Dentro dessa questão da possibilidade, temos que verificar não só o valor, mas também a natureza do rendimento. É assalariado? Profissional liberal? É um executivo  de uma multinacional? Tem bônus? Ou é um trabalhador eventual  (está empregado agora, mas não estará empregado amanhã)? Isso está também vinculado à condição que esse papai ou essa mamãe podem dar para criança.

Pensão alimentícia 

Esse ponto é importante, porque tem muita gente que acha que desviando os rendimentos para outra pessoa, colocando o carro no nome da atual namorada, passando o negócio para o nome da mãe, vai poder dizer para o juiz que não tem renda e para não pagar muito de pensão.

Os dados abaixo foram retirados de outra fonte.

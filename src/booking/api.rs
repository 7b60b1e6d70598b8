//! Booking service client.

use http::header::{CONTENT_TYPE, COOKIE, InvalidHeaderValue};
use http::{HeaderMap, HeaderValue, Method};
use serde::Serialize;
use url::Url;

use super::{Booking, BookingId, Credentials};
use crate::transport::{HttpClient, HttpError, HttpRequest, HttpResponse};

/// Client for the restful-booker API.
///
/// Each operation issues exactly one request through the wrapped
/// [`HttpClient`] and returns the raw response, leaving status checks to
/// the caller. Headers set on the client (see [`set_token`](Self::set_token))
/// are sent with every request, like a session.
///
/// # Example
///
/// ```no_run
/// use booker_probe::booking::BookingApi;
/// use booker_probe::transport::ReqwestClient;
/// use url::Url;
///
/// # async fn example() -> Result<(), Box<dyn std::error::Error>> {
/// let base = Url::parse("https://restful-booker.herokuapp.com/")?;
/// let api = BookingApi::new(ReqwestClient::new(), base);
/// let response = api.health_check().await?;
/// assert_eq!(response.status.as_u16(), 201);
/// # Ok(())
/// # }
/// ```
#[derive(Debug, Clone)]
pub struct BookingApi<H> {
    client: H,
    base_url: Url,
    default_headers: HeaderMap,
}

impl<H> BookingApi<H> {
    /// Creates a client for the service at `base_url`.
    ///
    /// Any path on `base_url` is kept as a prefix for every endpoint;
    /// trailing slashes, the query and the fragment are dropped.
    #[must_use]
    pub fn new(client: H, mut base_url: Url) -> Self {
        let prefix = base_url.path().trim_end_matches('/').to_string();
        base_url.set_path(&prefix);
        base_url.set_query(None);
        base_url.set_fragment(None);
        Self {
            client,
            base_url,
            default_headers: HeaderMap::new(),
        }
    }

    /// Stores an auth token so later requests carry it as a cookie.
    ///
    /// Also sets `Content-Type: application/json` for all later requests.
    ///
    /// # Errors
    ///
    /// Returns an error if the token contains characters not allowed in a
    /// header value.
    pub fn set_token(&mut self, token: &str) -> Result<(), InvalidHeaderValue> {
        let cookie = HeaderValue::from_str(&format!("token={token}"))?;
        self.default_headers.insert(COOKIE, cookie);
        self.default_headers
            .insert(CONTENT_TYPE, HeaderValue::from_static("application/json"));
        Ok(())
    }

    /// Returns the headers sent with every request.
    #[must_use]
    pub const fn default_headers(&self) -> &HeaderMap {
        &self.default_headers
    }

    /// Returns the wrapped HTTP client.
    #[must_use]
    pub const fn client(&self) -> &H {
        &self.client
    }

    /// Resolves `path` (starting with `/`) below the base URL.
    fn endpoint(&self, path: &str) -> Url {
        let mut url = self.base_url.clone();
        let joined = format!("{}{path}", url.path().trim_end_matches('/'));
        url.set_path(&joined);
        url
    }

    fn build(&self, method: Method, path: &str) -> HttpRequest {
        let mut request = HttpRequest::new(method, self.endpoint(path));
        for (name, value) in &self.default_headers {
            request.headers.append(name, value.clone());
        }
        request
    }

    fn build_with_payload(
        &self,
        method: Method,
        path: &str,
        payload: &impl Serialize,
    ) -> Result<HttpRequest, HttpError> {
        let value = serde_json::to_value(payload).map_err(HttpError::Payload)?;
        Ok(self.build(method, path).with_json(value))
    }
}

impl<H: HttpClient> BookingApi<H> {
    /// `POST /auth`: requests a session token.
    ///
    /// # Errors
    ///
    /// Returns [`HttpError`] if the request cannot be sent.
    pub async fn create_token(
        &self,
        username: &str,
        password: &str,
    ) -> Result<HttpResponse, HttpError> {
        let credentials = Credentials::new(username, password);
        let request = self.build_with_payload(Method::POST, "/auth", &credentials)?;
        self.client.request(request).await
    }

    /// `POST /booking`: creates a booking.
    ///
    /// # Errors
    ///
    /// Returns [`HttpError`] if the request cannot be sent.
    pub async fn create_booking(&self, booking: &Booking) -> Result<HttpResponse, HttpError> {
        let request = self.build_with_payload(Method::POST, "/booking", booking)?;
        self.client.request(request).await
    }

    /// `GET /booking/{id}`: fetches a booking.
    ///
    /// # Errors
    ///
    /// Returns [`HttpError`] if the request cannot be sent.
    pub async fn get_booking(&self, id: BookingId) -> Result<HttpResponse, HttpError> {
        let request = self.build(Method::GET, &format!("/booking/{id}"));
        self.client.request(request).await
    }

    /// `PUT /booking/{id}`: replaces a booking. Requires a token.
    ///
    /// # Errors
    ///
    /// Returns [`HttpError`] if the request cannot be sent.
    pub async fn update_booking(
        &self,
        id: BookingId,
        booking: &Booking,
    ) -> Result<HttpResponse, HttpError> {
        let request = self.build_with_payload(Method::PUT, &format!("/booking/{id}"), booking)?;
        self.client.request(request).await
    }

    /// `PATCH /booking/{id}`: updates some fields of a booking. Requires a token.
    ///
    /// # Errors
    ///
    /// Returns [`HttpError`] if the payload cannot be encoded or the request
    /// cannot be sent.
    pub async fn partial_update(
        &self,
        id: BookingId,
        fields: &impl Serialize,
    ) -> Result<HttpResponse, HttpError> {
        let request = self.build_with_payload(Method::PATCH, &format!("/booking/{id}"), fields)?;
        self.client.request(request).await
    }

    /// `DELETE /booking/{id}`: deletes a booking. Requires a token.
    ///
    /// # Errors
    ///
    /// Returns [`HttpError`] if the request cannot be sent.
    pub async fn delete_booking(&self, id: BookingId) -> Result<HttpResponse, HttpError> {
        let request = self.build(Method::DELETE, &format!("/booking/{id}"));
        self.client.request(request).await
    }

    /// `GET /ping`: service health check.
    ///
    /// # Errors
    ///
    /// Returns [`HttpError`] if the request cannot be sent.
    pub async fn health_check(&self) -> Result<HttpResponse, HttpError> {
        let request = self.build(Method::GET, "/ping");
        self.client.request(request).await
    }
}
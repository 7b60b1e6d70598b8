//! TOML configuration file parsing.
//!
//! Defines the structure of the configuration file with serde.

use std::path::{Path, PathBuf};

use serde::Deserialize;

use super::ConfigError;

/// Root configuration structure from TOML file.
///
/// All fields are optional to allow partial configuration
/// that can be merged with CLI arguments and the environment.
#[derive(Debug, Default, Deserialize)]
#[serde(deny_unknown_fields)]
pub struct TomlConfig {
    /// Target service configuration
    #[serde(default)]
    pub target: TargetSection,

    /// Report output configuration
    #[serde(default)]
    pub report: ReportSection,

    /// Expected status codes per operation
    #[serde(default)]
    pub expect: ExpectSection,
}

/// Target service section.
#[derive(Debug, Default, Deserialize)]
#[serde(deny_unknown_fields)]
pub struct TargetSection {
    /// Base URL of the booking service
    pub base_url: Option<String>,

    /// Account name for `POST /auth`
    pub username: Option<String>,

    /// Account password for `POST /auth`
    pub password: Option<String>,

    /// Request timeout in seconds
    pub timeout: Option<u64>,
}

/// Report output section.
#[derive(Debug, Default, Deserialize)]
#[serde(deny_unknown_fields)]
pub struct ReportSection {
    /// Directory for per-scenario reports
    pub dir: Option<PathBuf>,
}

/// Expected status codes section. Each entry replaces the built-in default.
#[derive(Debug, Default, Deserialize)]
#[serde(deny_unknown_fields)]
pub struct ExpectSection {
    /// `POST /auth`
    pub auth: Option<Vec<u16>>,
    /// `GET /ping`
    pub health: Option<Vec<u16>>,
    /// `POST /booking`
    pub create: Option<Vec<u16>>,
    /// `GET /booking/{id}`
    pub read: Option<Vec<u16>>,
    /// `PUT /booking/{id}`
    pub update: Option<Vec<u16>>,
    /// `PATCH /booking/{id}`
    pub partial_update: Option<Vec<u16>>,
    /// `DELETE /booking/{id}`
    pub delete: Option<Vec<u16>>,
}

impl TomlConfig {
    /// Loads configuration from a TOML file.
    ///
    /// # Errors
    ///
    /// Returns an error if the file cannot be read or parsed.
    pub fn load(path: &Path) -> Result<Self, ConfigError> {
        let content = std::fs::read_to_string(path).map_err(|e| ConfigError::FileRead {
            path: path.to_path_buf(),
            source: e,
        })?;

        Self::parse(&content)
    }

    /// Parses configuration from a TOML string.
    ///
    /// # Errors
    ///
    /// Returns an error if the TOML is invalid.
    pub fn parse(content: &str) -> Result<Self, ConfigError> {
        toml::from_str(content).map_err(ConfigError::from)
    }
}

/// Generates a default configuration file with comments.
#[must_use]
pub fn default_config_template() -> String {
    r#"# booker-probe configuration file
#
# Priority: command line > environment (BASE_URL, BOOKER_USER, BOOKER_PASS)
# > this file > built-in defaults.

[target]
# Base URL of the booking service
base_url = "https://restful-booker.herokuapp.com"

# Credentials for POST /auth
# username = "admin"
# password = "password123"

# Request timeout in seconds (default: 30)
# timeout = 30

[report]
# Directory for per-scenario HTML reports and call logs.
# Reports are skipped when unset.
# dir = "reports"

[expect]
# Accepted status codes per operation. The service is not consistent
# about which 2xx code a write returns, hence lists.
# auth = [200]
# health = [201]
# create = [200]
# read = [200]
# update = [200, 201]
# partial_update = [200]
# delete = [200, 201, 204]
"#
    .to_string()
}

Isso é uma ilusão, porque o juiz não só tem meios para investigar, mas também se baseia no que chamamos de “riqueza aparente”. Se o bonitão diz que está desempregado, mas alguém posta uma foto com ele em Miami, isso já vai determinar para que lado a sentença vai caminhar. 

Olhando para o lado da criança, temos que saber o que ela precisa para comer, para  vestir, para morar, para educação, para o lazer, para a saúde… Todas essas coisas devem ser consideradas, e dentro do patamar social de quem paga a pensão, como já disse antes.

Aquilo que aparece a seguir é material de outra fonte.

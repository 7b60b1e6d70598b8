//! Test harness: runs cases against the booking service and reports the
//! calls each one made.
//!
//! A [`Harness`] owns the recorder. [`Harness::run_case`] opens a recording
//! session, hands the case a [`BookingApi`](crate::booking::BookingApi)
//! over the recording transport, and once the case returns renders the
//! log and attaches it to the configured [`ReportSink`](crate::report::ReportSink).
//!
//! The bundled [`Scenario`]s exercise the booking lifecycle; expected
//! status codes come from [`Expectations`].

mod case;
mod error;
mod expect;
pub mod scenarios;


pub use case::{CaseOutcome, Harness, RecordedApi};
pub use error::CaseError;
pub use expect::{Expectations, StatusSet};
pub use scenarios::Scenario;
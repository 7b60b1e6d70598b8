//! Case runner: records every call a case makes and reports it.

use std::future::Future;
use std::sync::Arc;

use tokio::sync::OnceCell;
use url::Url;

use super::scenarios::{self, Scenario};
use super::{CaseError, Expectations};
use crate::booking::{BookingApi, Credentials, TokenResponse, random_booking};
use crate::recorder::{CallLog, Recorder, RecordingClient};
use crate::report::{CaseSummary, ReportSink, render_report};
use crate::transport::HttpClient;

/// Booking client handed to case bodies; every call it makes is recorded.
pub type RecordedApi<H> = BookingApi<Arc<RecordingClient<H>>>;

/// Result of one case.
#[derive(Debug)]
pub struct CaseOutcome {
    /// Case name
    pub name: String,
    /// Why the case failed, if it did
    pub error: Option<CaseError>,
    /// Calls made while the case ran
    pub calls: CallLog,
}

impl CaseOutcome {
    /// Returns true if the case passed.
    #[must_use]
    pub const fn passed(&self) -> bool {
        self.error.is_none()
    }

    /// Summary for the report index.
    #[must_use]
    pub fn summary(&self) -> CaseSummary {
        CaseSummary {
            name: self.name.clone(),
            passed: self.passed(),
            calls: self.calls.len(),
            error: self.error.as_ref().map(ToString::to_string),
        }
    }
}

/// Runs cases against the booking service.
///
/// Owns the [`Recorder`] and the recording transport. Each case gets a fresh
/// [`BookingApi`] over that transport; the calls it makes between
/// [`run_case`](Self::run_case) starting and finishing are rendered and
/// handed to the report sink, if one is configured.
pub struct Harness<H> {
    recorder: Arc<Recorder>,
    client: Arc<RecordingClient<H>>,
    base_url: Url,
    credentials: Credentials,
    expectations: Expectations,
    sink: Option<Box<dyn ReportSink>>,
    token: OnceCell<String>,
}

impl<H> Harness<H> {
    /// Creates a harness sending requests through `transport` to the
    /// service at `base_url`.
    #[must_use]
    pub fn new(transport: H, base_url: Url, credentials: Credentials) -> Self {
        let recorder = Arc::new(Recorder::new());
        let client = Arc::new(RecordingClient::new(transport, Arc::clone(&recorder)));
        Self {
            recorder,
            client,
            base_url,
            credentials,
            expectations: Expectations::default(),
            sink: None,
            token: OnceCell::new(),
        }
    }

    /// Replaces the expected status codes.
    #[must_use]
    pub fn with_expectations(mut self, expectations: Expectations) -> Self {
        self.expectations = expectations;
        self
    }

    /// Sets the destination for case reports.
    #[must_use]
    pub fn with_sink(mut self, sink: impl ReportSink + 'static) -> Self {
        self.sink = Some(Box::new(sink));
        self
    }

    /// Returns the recorder shared with the transport.
    #[must_use]
    pub const fn recorder(&self) -> &Arc<Recorder> {
        &self.recorder
    }

    /// Returns the status codes each operation is expected to answer with.
    #[must_use]
    pub const fn expectations(&self) -> &Expectations {
        &self.expectations
    }

    /// Returns a fresh booking client over the recording transport.
    #[must_use]
    pub fn api(&self) -> RecordedApi<H> {
        BookingApi::new(Arc::clone(&self.client), self.base_url.clone())
    }
}

impl<H: HttpClient> Harness<H> {
    /// Returns the auth token, requesting it on first use.
    ///
    /// The token is fetched at most once per harness. Call this outside a
    /// case so the auth call does not land in a case's log.
    ///
    /// # Errors
    ///
    /// Returns [`CaseError`] if the auth call fails or yields no token.
    pub async fn token(&self) -> Result<String, CaseError> {
        self.token
            .get_or_try_init(|| async {
                let response = self
                    .api()
                    .create_token(&self.credentials.username, &self.credentials.password)
                    .await
                    .map_err(CaseError::http("auth"))?;
                self.expectations.auth.check("auth", &response)?;
                let body: TokenResponse = response.json().map_err(CaseError::decode("auth"))?;
                tracing::debug!("Auth token acquired");
                Ok::<_, CaseError>(body.token)
            })
            .await
            .cloned()
    }

    /// Runs `body` as the case `name`.
    ///
    /// Recording starts before `body` gets its client and stops when it
    /// returns, whatever the result. The log is rendered and attached to
    /// the sink; a case that made no calls attaches nothing.
    pub async fn run_case<F, Fut>(&self, name: &str, body: F) -> CaseOutcome
    where
        F: FnOnce(RecordedApi<H>) -> Fut,
        Fut: Future<Output = Result<(), CaseError>>,
    {
        let session = match self.recorder.begin_recording(name) {
            Ok(session) => session,
            Err(e) => {
                return CaseOutcome {
                    name: name.to_string(),
                    error: Some(e.into()),
                    calls: CallLog::new(name, Vec::new()),
                };
            }
        };

        let result = body(self.api()).await;
        let calls = session.end_recording();

        match &result {
            Ok(()) => tracing::info!(case = name, calls = calls.len(), "Case passed"),
            Err(e) => tracing::warn!(case = name, calls = calls.len(), "Case failed: {e}"),
        }

        self.attach(name, &calls);

        CaseOutcome {
            name: name.to_string(),
            error: result.err(),
            calls,
        }
    }

    /// Runs a bundled scenario with a freshly generated booking.
    ///
    /// Scenarios that write fetch the token first, outside the case.
    pub async fn run_scenario(&self, scenario: Scenario) -> CaseOutcome {
        let name = scenario.name();

        let token = if scenario.needs_token() {
            match self.token().await {
                Ok(token) => Some(token),
                Err(e) => {
                    tracing::warn!(case = name, "Case setup failed: {e}");
                    return CaseOutcome {
                        name: name.to_string(),
                        error: Some(e),
                        calls: CallLog::new(name, Vec::new()),
                    };
                }
            }
        } else {
            None
        };

        let booking = random_booking(&mut rand::thread_rng());
        let expect = self.expectations.clone();

        self.run_case(name, move |mut api| async move {
            if let Some(token) = &token {
                api.set_token(token)?;
            }
            match scenario {
                Scenario::HealthCheck => scenarios::health_check(&api, &expect).await,
                Scenario::CrudFlow => scenarios::crud_flow(&api, &booking, &expect).await,
                Scenario::PartialUpdate => {
                    scenarios::partial_update_flow(&api, &booking, &expect).await
                }
            }
        })
        .await
    }

    fn attach(&self, name: &str, calls: &CallLog) {
        let Some(sink) = &self.sink else {
            return;
        };
        let Some(fragment) = render_report(calls) else {
            tracing::debug!(case = name, "No calls recorded, nothing to attach");
            return;
        };

        if let Err(e) = sink.attach(name, &fragment, calls) {
            tracing::warn!(case = name, "Failed to attach report: {e}");
        }
    }
}
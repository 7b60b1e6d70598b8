//! HTML rendering of call logs.
//!
//! Templates are rendered with handlebars, whose `{{value}}` expressions
//! HTML-escape their input, so captured bodies and headers can never break
//! the markup around them.

use std::fmt;

use handlebars::Handlebars;
use serde::Serialize;

use crate::recorder::{CallLog, CallRecord, HeaderSnapshot};

const CALLS_TEMPLATE: &str = r#"<div class="api-calls"><h3>API calls</h3><table border="1" cellpadding="4" cellspacing="0" style="border-collapse:collapse"><thead><tr><th>Method</th><th>URL</th><th>Status</th><th>Duration</th><th>Request</th><th>Response</th></tr></thead><tbody>
{{#each rows}}<tr><td style="white-space:nowrap"><strong>{{method}}</strong></td><td style="max-width:600px;word-break:break-all">{{url}}</td><td>{{status}}</td><td>{{duration}}s</td><td><details><summary>request</summary><pre>{{request_headers}}

{{request_body}}</pre></details></td><td><details><summary>response</summary><pre>{{response_headers}}

{{response_body}}{{#if failure}}

{{failure}}{{/if}}</pre></details></td></tr>
{{/each}}</tbody></table></div>"#;

/// Rendered report markup for one case.
#[derive(Debug, Clone, PartialEq, Eq)]
pub struct ReportFragment(String);

impl ReportFragment {
    /// Returns the markup.
    #[must_use]
    pub fn as_str(&self) -> &str {
        &self.0
    }

    /// Consumes the fragment, returning the markup.
    #[must_use]
    pub fn into_string(self) -> String {
        self.0
    }
}

impl fmt::Display for ReportFragment {
    fn fmt(&self, f: &mut fmt::Formatter<'_>) -> fmt::Result {
        f.write_str(&self.0)
    }
}

#[derive(Serialize)]
struct Row<'a> {
    method: &'a str,
    url: &'a str,
    status: String,
    duration: String,
    request_headers: String,
    request_body: &'a str,
    response_headers: String,
    response_body: &'a str,
    failure: &'a str,
}

impl<'a> From<&'a CallRecord> for Row<'a> {
    fn from(record: &'a CallRecord) -> Self {
        Self {
            method: &record.method,
            url: &record.url,
            status: record.status.map(|s| s.to_string()).unwrap_or_default(),
            duration: format!("{:.3}", record.duration_secs()),
            request_headers: header_lines(&record.request_headers),
            request_body: &record.request_body,
            response_headers: header_lines(&record.response_headers),
            response_body: &record.response_body,
            failure: &record.failure,
        }
    }
}

#[derive(Serialize)]
struct ReportData<'a> {
    rows: Vec<Row<'a>>,
}

/// Formats headers as `name: value` lines.
pub(crate) fn header_lines(headers: &HeaderSnapshot) -> String {
    headers
        .iter()
        .map(|(name, value)| format!("{name}: {value}"))
        .collect::<Vec<_>>()
        .join("\n")
}

/// Renders a call log as an HTML table, one row per call in call order.
///
/// Returns `None` for an empty log (nothing to attach) and when rendering
/// fails; a broken report must never fail the case it describes.
#[must_use]
pub fn render_report(log: &CallLog) -> Option<ReportFragment> {
    if log.is_empty() {
        return None;
    }

    let data = ReportData {
        rows: log.records().iter().map(Row::from).collect(),
    };

    match Handlebars::new().render_template(CALLS_TEMPLATE, &data) {
        Ok(html) => Some(ReportFragment(html)),
        Err(e) => {
            tracing::warn!(case = log.context(), "Failed to render call report: {e}");
            None
        }
    }
}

Mas isso é o que é investigado dentro de uma ação judicial. Não dá para ligar para o advogado e perguntar quanto você tem que pagar ou receber de pensão alimentícia. Os elementos da ação judicial vão viabilizar uma avaliação subjetiva do juiz com base nesses  dois preceitos, mas em um acordo, a discussão está com as partes – e é por isso que você tem que se educar para não sair perdendo. É verdade que o Ministério Público vai estar  sempre olhando pelo interesse da criança, e pode até colocar gosto ruim no acordo se achar que isso não está sendo atendido. Mas é algo que não ocorre com frequência.

Outra coisa que gostaria de discutir é a questão dos famosos trinta por cento. Muitos dos casos são decididos nesse patamar para o valor líquido que o papai ou a mamãe recebem. Mas isso está na lei? Não. O que temos é uma praxe, um patamar cultural que está na cabeça da maioria das pessoas, incluindo a do Juiz.

Mas dentro desse universo, há um outro fator que muitos doutrinadores – ou seja, estudioso do direito – defendem que seja incluído no processo. A pensão, para ser justa, deve ser proporcional – e com isso teríamos um trinômio: necessidade, possibilidade e proporcionalidade. Vamos dar um exemplo?

Para uma pessoa que ganha um salário mínimo por mês, trinta por cento do rendimento vai  ser um valor muito significativo dentro do padrão de vida dele, e pode, de fato, ser algo razoável para aquilo que a  criança precisa. Mesmo assim, é sempre bom ter em mente que cada criança tem uma necessidade: um bebê de seis meses precisa de coisas diferentes de um adolescente de 14 anos. Mas no caso, estamos limitados pelo salário mínimo que esse papai recebe, e não se pode fazer muito com um cobertor que é curto.

Mas agora vamos imaginar que o seu Silvio Santos, nos altos dos seus 80 ou 90 anos, vire pai de um bebê. Você acha mesmo que a pensão alimentícia desse pequeno deveria ser trinta por cento daqueles milhões que o seu Silvio Santos faz mensalmente? Impossível, porque isso não seria proporcional.

É claro que, se a criança está numa classe de papais e mamães de classe A+++, como a do Sr. Sílvio Santos, a realidade dela será outra, muito diferente dos mortais das classes sociais mais baixas. Sua pensão será polpuda, mas não terá trinta por cento do faturamento do SBT.

Portanto, a mensagem é que trinta por cento pode ser um bom parâmetro para uma criança em boa parte dos casos, mas não é remédio para todos os males.